We must continue to invest in ourselves. We must continue to have strategies and plans developed by Black Mississippians. Today, one might feel defeated, but know that the fight continues. Be inspired by the words of Medgar Evers, “You can kill a man, but you can’t kill an idea.” Find comfort in knowing how far we have come and joy in knowing—”When We Fight, We Win!”

 

Love,

Charles

 

Charles Taylor
Courtesy of New York Times

About the Author

Charles V. Taylor, Jr. is a graduate of Morehouse College and a member of Freedom Side, a national collective of social justice community organizers. He served as a State Organizer for the Mississippi Conference NAACP 2012 “This is My Vote” campaign, which registered 29,000+ African Americans to vote in Mississippi. Taylor was a Field Director and Campaign Coordinator for the Better Schools, Better Jobs (Initiative 42 in MS to fully fund education).
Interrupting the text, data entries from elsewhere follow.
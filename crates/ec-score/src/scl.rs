//! Skin conductance levels from the tonic component.

use ec_core::stats::{mean, split_blocks};

/// Niveau tonique moyen par bloc.
///
/// The tonic trace is split into `n_blocks` contiguous blocks of
/// near-equal length (the first ones one sample longer when the length
/// does not divide). Empty blocks give `NaN`.
///
/// # Example
/// ```
/// use ec_score::scl::scl_levels;
/// assert_eq!(scl_levels(&[1.0, 1.0, 3.0, 3.0], 2), vec![1.0, 3.0]);
/// ```
#[must_use]
pub fn scl_levels(tonic: &[f64], n_blocks: usize) -> Vec<f64> {
    split_blocks(tonic, n_blocks)
        .into_iter()
        .map(|b| mean(b).unwrap_or(f64::NAN))
        .collect()
}

/// Express each subject's levels relative to its first block.
#[must_use]
pub fn relative_scl(levels: &[Vec<f64>]) -> Vec<Vec<f64>> {
    levels
        .iter()
        .map(|row| {
            let base = row.first().copied().unwrap_or(0.0);
            row.iter().map(|v| v - base).collect()
        })
        .collect()
}

#[cfg(test)]
mod tests {
    use super::*;

    #[test]
    fn levels_follow_uneven_split() {
        let tonic = [1.0, 2.0, 3.0, 10.0, 20.0];
        // blocks [1,2,3] and [10,20]
        assert_eq!(scl_levels(&tonic, 2), vec![2.0, 15.0]);
        let sparse = scl_levels(&[1.0], 2);
        assert!(sparse[1].is_nan());
    }

    #[test]
    fn relative_to_first_column() {
        let rel = relative_scl(&[vec![2.0, 3.0, 1.5], vec![]]);
        assert_eq!(rel[0], vec![0.0, 1.0, -0.5]);
        assert!(rel[1].is_empty());
    }
}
Recently, he consulted for One Voice, Inc. as a data manager and a community organizer for Energy Democracy. Taylor also consults a Data Consultant with MS Votes. Taylor recently served as the Data Director for Mike Espy for the Senate Campaign in 2018 and served as the Data Director for Jay Hughes for Lt. Governor of Mississippi in 2019.

 

Taylor served as the Data Scientist for the National Baptist Convention for the 2018 midterm election cycle and currently serves as the Statistician for the National Baptist Convention under the leadership of President Jerry Young. Taylor also serves as the Southern Organizing Advisor to the Groundwork Project founded by Joe Kennedy, III. In August of 2022, Taylor was named the Executive Director of the Mississippi State Conference NAACP.

 

Taylor is the principal at Peyton Strategies, a political data firm based in Mississippi specializing in data collection and management. Taylor provides consulting services for non-profits and progressive candidates ranging from federal to local districts. With a background in community organizing, political direction, and canvassing, Taylor has a unique perspective, intuitive insight, and sound judgment in the area of political analytics.

 

Taylor uses his voice and platform to empower, encourage, and spark change.